* _EXERCISE PROMPT_
In exact form, please repeat the records from their opening line down to the line with "a time-based TTL.", including that line.

* _MATERIALS PROVIDED_
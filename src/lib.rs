// SPDX-FileCopyrightText: 2025 Semiotic AI, Inc.
//
// SPDX-License-Identifier: Apache-2.0

//! Ethereum developer utilities.
//!
//! This crate packages the small lookups and conversions that come up
//! constantly in EVM development:
//!
//! - **Unit conversion** ([`UnitTable`]): convert decimal amounts between
//!   wei, gwei, satoshi, micro and ether using arbitrary-precision decimal
//!   arithmetic (no floating point anywhere in the path).
//! - **Well-known constants** ([`constants`]): zero address, max uint256,
//!   the native-token placeholder address, the default developer mnemonic.
//! - **Selector lookup** ([`OpenchainClient`]): resolve a 4-byte function
//!   selector to candidate signatures via the openchain.xyz database.
//! - **Token directory** ([`TokenStore`]): a searchable token list fetched
//!   from coingecko and cached on disk with a time-based TTL.
//! - **Throwaway accounts** ([`AccountSet`]): fresh BIP-39 mnemonics with
//!   BIP-44 derived addresses and private keys, for local testing only.
//!
//! # Example
//!
//! ```
//! use ethcast::UnitTable;
//!
//! let units = UnitTable::mainnet();
//! let wei = units.convert("ether", "wei", "1.5").unwrap();
//! assert_eq!(wei, "1500000000000000000");
//! ```

pub mod accounts;
pub mod config;
pub mod constants;
mod errors;
pub mod signatures;
pub mod tokens;
pub mod units;

pub use accounts::{derive_accounts, generate_mnemonic, AccountSet, DerivedAccount};
pub use config::{EthcastConfig, EthcastConfigBuilder};
pub use errors::{
    AccountError, ConversionError, EthcastError, SignatureLookupError, TokenListError,
};
pub use signatures::{FunctionSignature, OpenchainClient, Selector, SignatureSource};
pub use tokens::{CoingeckoClient, Token, TokenCache, TokenDirectory, TokenListSource, TokenStore};
pub use units::{FieldValues, Unit, UnitTable};
// SPDX-FileCopyrightText: 2025 Semiotic AI, Inc.
//
// SPDX-License-Identifier: Apache-2.0

//! [`TokenListSource`] implementation backed by the public coingecko API.

use std::time::Duration;

use async_trait::async_trait;
use tracing::debug;
use url::Url;

use crate::config::EthcastConfig;
use crate::errors::TokenListError;
use crate::tokens::{Token, TokenListSource};

/// HTTP client for the coingecko coins list.
///
/// Fetches the full list with `include_platform=true` so every token carries
/// its per-chain contract addresses. The list endpoint is unauthenticated
/// and aggressively rate-limited upstream, which is why
/// [`TokenStore`](crate::TokenStore) caches the result for a day.
#[derive(Debug, Clone)]
pub struct CoingeckoClient {
    http: reqwest::Client,
    endpoint: Url,
    timeout: Duration,
}

impl CoingeckoClient {
    /// Create a client against the default coingecko endpoint.
    pub fn new() -> Self {
        Self::with_config(&EthcastConfig::default())
    }

    /// Create a client using the endpoint and timeout from `config`.
    pub fn with_config(config: &EthcastConfig) -> Self {
        Self {
            http: reqwest::Client::new(),
            endpoint: config.token_list_endpoint.clone(),
            timeout: config.http_timeout,
        }
    }
}

impl Default for CoingeckoClient {
    fn default() -> Self {
        Self::new()
    }
}

#[async_trait]
impl TokenListSource for CoingeckoClient {
    async fn fetch_token_list(&self) -> Result<Vec<Token>, TokenListError> {
        debug!(endpoint = %self.endpoint, "Fetching token list");

        let response = self
            .http
            .get(self.endpoint.clone())
            .query(&[("include_platform", "true")])
            .timeout(self.timeout)
            .send()
            .await
            .map_err(|e| TokenListError::fetch_failed("token list request", e))?
            .error_for_status()
            .map_err(|e| TokenListError::fetch_failed("token list request", e))?;

        let tokens: Vec<Token> = response
            .json()
            .await
            .map_err(TokenListError::decode_failed)?;

        debug!(tokens = tokens.len(), "Token list fetched");
        Ok(tokens)
    }
}

#[cfg(test)]
mod tests {
    use super::*;

    #[test]
    fn test_decode_coins_list_payload() {
        let raw = r#"[
            {
                "id": "usd-coin",
                "symbol": "usdc",
                "name": "USDC",
                "platforms": {
                    "ethereum": "0xa0b86991c6218b36c1d19d4a2e9eb0ce3606eb48",
                    "polygon-pos": "0x3c499c542cef5e3811e1192ce70d8cc03d5c3359"
                }
            },
            {
                "id": "bitcoin",
                "symbol": "btc",
                "name": "Bitcoin",
                "platforms": {}
            }
        ]"#;

        let tokens: Vec<Token> = serde_json::from_str(raw).unwrap();
        assert_eq!(tokens.len(), 2);
        assert_eq!(tokens[0].platform_count(), 2);
        assert_eq!(tokens[1].platform_count(), 0);
    }
}
// SPDX-FileCopyrightText: 2025 Semiotic AI, Inc.
//
// SPDX-License-Identifier: Apache-2.0

//! Throwaway HD-wallet accounts
//!
//! Generates fresh BIP-39 mnemonics and derives Ethereum accounts along the
//! standard BIP-44 path `m/44'/60'/0'/0/{index}`, returning EIP-55
//! checksummed addresses with their private keys.
//!
//! These accounts are for local development and testing. The private keys
//! are handed back as plain strings on purpose: there is no keystore and no
//! encryption. Seed material is zeroized after derivation; the returned keys
//! are the caller's problem.
//!
//! # Example
//!
//! ```
//! use ethcast::AccountSet;
//!
//! let set = AccountSet::random(3).unwrap();
//! assert_eq!(set.mnemonic.split_whitespace().count(), 12);
//! assert_eq!(set.accounts.len(), 3);
//! assert!(set.accounts[0].address.starts_with("0x"));
//! ```

use alloy_primitives::{hex, keccak256, Address};
use bip32::{DerivationPath, XPrv};
use bip39::{Language, Mnemonic};
use k256::ecdsa::SigningKey;
use rand::RngCore;
use zeroize::Zeroize;

use crate::errors::AccountError;

/// Number of accounts derived when no count is given.
pub const DEFAULT_ACCOUNT_COUNT: u32 = 10;

/// BIP-44 Ethereum account path prefix; the address index is appended.
const ETH_DERIVATION_PREFIX: &str = "m/44'/60'/0'/0";

/// One derived account: its path index, EIP-55 address, and private key.
#[derive(Debug, Clone, PartialEq, Eq)]
pub struct DerivedAccount {
    /// Address index within the derivation path
    pub index: u32,
    /// EIP-55 checksummed address
    pub address: String,
    /// 0x-prefixed 32-byte private key hex
    pub private_key: String,
}

/// A mnemonic together with the accounts derived from it.
#[derive(Debug, Clone, PartialEq, Eq)]
pub struct AccountSet {
    /// The BIP-39 phrase the accounts derive from
    pub mnemonic: String,
    /// Derived accounts, in path index order
    pub accounts: Vec<DerivedAccount>,
}

impl AccountSet {
    /// Generate a fresh mnemonic and derive `count` accounts from it.
    pub fn random(count: u32) -> Result<Self, AccountError> {
        let mnemonic = generate_mnemonic()?;
        let accounts = derive_accounts(&mnemonic, count)?;
        Ok(Self { mnemonic, accounts })
    }

    /// Derive `count` accounts from an existing phrase.
    pub fn from_mnemonic(phrase: &str, count: u32) -> Result<Self, AccountError> {
        let accounts = derive_accounts(phrase, count)?;
        Ok(Self {
            mnemonic: phrase.to_owned(),
            accounts,
        })
    }
}

/// Generate a new 12-word BIP-39 English mnemonic (128 bits of OS entropy).
pub fn generate_mnemonic() -> Result<String, AccountError> {
    let mut entropy = [0u8; 16];
    rand::rngs::OsRng.fill_bytes(&mut entropy);
    let mnemonic = Mnemonic::from_entropy_in(Language::English, &entropy)
        .map_err(|e| AccountError::invalid_mnemonic(e.to_string()))?;
    entropy.zeroize();
    Ok(mnemonic.to_string())
}

/// Derive `count` Ethereum accounts from a mnemonic along
/// `m/44'/60'/0'/0/{0..count}`.
///
/// Derivation is deterministic: the same phrase always yields the same
/// accounts, in the same order.
///
/// # Errors
///
/// Returns [`AccountError::InvalidMnemonic`] when the phrase fails BIP-39
/// validation and [`AccountError::DerivationFailed`] if the key derivation
/// itself fails.
pub fn derive_accounts(phrase: &str, count: u32) -> Result<Vec<DerivedAccount>, AccountError> {
    let mnemonic = Mnemonic::parse_in_normalized(Language::English, phrase)
        .map_err(|e| AccountError::invalid_mnemonic(e.to_string()))?;

    let mut seed = mnemonic.to_seed("");
    let accounts = (0..count).map(|index| derive_account(&seed, index)).collect();
    seed.zeroize();

    accounts
}

fn derive_account(seed: &[u8], index: u32) -> Result<DerivedAccount, AccountError> {
    let path: DerivationPath = format!("{ETH_DERIVATION_PREFIX}/{index}")
        .parse()
        .map_err(|e: bip32::Error| AccountError::derivation_failed(e.to_string()))?;

    let xprv = XPrv::derive_from_path(seed, &path)
        .map_err(|e| AccountError::derivation_failed(e.to_string()))?;

    let mut private_key_bytes: [u8; 32] = xprv.to_bytes().into();
    let signing_key = SigningKey::from_bytes(&private_key_bytes.into())
        .map_err(|e| AccountError::derivation_failed(e.to_string()))?;

    // Keccak-256 of the uncompressed public key without the 0x04 prefix;
    // the last 20 bytes are the address.
    let public_key = signing_key.verifying_key().to_encoded_point(false);
    let digest = keccak256(&public_key.as_bytes()[1..]);
    let address = Address::from_slice(&digest[12..]);

    let account = DerivedAccount {
        index,
        address: address.to_checksum(None),
        private_key: format!("0x{}", hex::encode(private_key_bytes)),
    };
    private_key_bytes.zeroize();

    Ok(account)
}

#[cfg(test)]
mod tests {
    use super::*;
    use crate::constants::DEFAULT_DEV_MNEMONIC;

    #[test]
    fn test_dev_mnemonic_account_zero() {
        // The first Hardhat/Anvil developer account is public knowledge
        let accounts = derive_accounts(DEFAULT_DEV_MNEMONIC, 1).unwrap();
        assert_eq!(
            accounts[0].address,
            "0xf39Fd6e51aad88F6F4ce6aB8827279cffFb92266"
        );
        assert_eq!(
            accounts[0].private_key,
            "0xac0974bec39a17e36ba4a6b4d238ff944bacb478cbed5efcae784d7bf4f2ff80"
        );
    }

    #[test]
    fn test_dev_mnemonic_account_one() {
        let accounts = derive_accounts(DEFAULT_DEV_MNEMONIC, 2).unwrap();
        assert_eq!(accounts[1].index, 1);
        assert_eq!(
            accounts[1].address,
            "0x70997970C51812dc3A010C7d01b50e0d17dc79C8"
        );
        assert_eq!(
            accounts[1].private_key,
            "0x59c6995e998f97a5a0044966f0945389dc9e86dae88c7a8412f4603b6b78690d"
        );
    }

    #[test]
    fn test_derivation_is_deterministic() {
        let first = derive_accounts(DEFAULT_DEV_MNEMONIC, 5).unwrap();
        let second = derive_accounts(DEFAULT_DEV_MNEMONIC, 5).unwrap();
        assert_eq!(first, second);
    }

    #[test]
    fn test_derived_addresses_are_distinct() {
        let accounts = derive_accounts(DEFAULT_DEV_MNEMONIC, DEFAULT_ACCOUNT_COUNT).unwrap();
        assert_eq!(accounts.len(), 10);

        let mut addresses: Vec<&str> = accounts.iter().map(|a| a.address.as_str()).collect();
        addresses.sort_unstable();
        addresses.dedup();
        assert_eq!(addresses.len(), 10);
    }

    #[test]
    fn test_generate_mnemonic_is_twelve_valid_words() {
        let phrase = generate_mnemonic().unwrap();
        assert_eq!(phrase.split_whitespace().count(), 12);
        // The generated phrase must itself derive cleanly
        assert!(derive_accounts(&phrase, 1).is_ok());
    }

    #[test]
    fn test_random_sets_differ() {
        let a = AccountSet::random(1).unwrap();
        let b = AccountSet::random(1).unwrap();
        assert_ne!(a.mnemonic, b.mnemonic);
        assert_ne!(a.accounts[0].address, b.accounts[0].address);
    }

    #[test]
    fn test_invalid_mnemonic_rejected() {
        let result = derive_accounts("definitely not a valid mnemonic phrase", 1);
        assert!(matches!(result, Err(AccountError::InvalidMnemonic { .. })));
    }

    #[test]
    fn test_private_key_format() {
        let accounts = derive_accounts(DEFAULT_DEV_MNEMONIC, 1).unwrap();
        let key = &accounts[0].private_key;
        assert!(key.starts_with("0x"));
        assert_eq!(key.len(), 66);
        assert!(key[2..].chars().all(|c| c.is_ascii_hexdigit()));
    }
}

* _OUTPUT OF THE TASK_
filename src/lib.rs
// SPDX-FileCopyrightText: 2025 Semiotic AI, Inc.
//
// SPDX-License-Identifier: Apache-2.0

//! Ethereum developer utilities.
//!
//! This crate packages the small lookups and conversions that come up
//! constantly in EVM development:
//!
//! - **Unit conversion** ([`UnitTable`]): convert decimal amounts between
//!   wei, gwei, satoshi, micro and ether using arbitrary-precision decimal
//!   arithmetic (no floating point anywhere in the path).
//! - **Well-known constants** ([`constants`]): zero address, max uint256,
//!   the native-token placeholder address, the default developer mnemonic.
//! - **Selector lookup** ([`OpenchainClient`]): resolve a 4-byte function
//!   selector to candidate signatures via the openchain.xyz database.
//! - **Token directory** ([`TokenStore`]): a searchable token list fetched
//!   from coingecko and cached on disk with a time-based TTL.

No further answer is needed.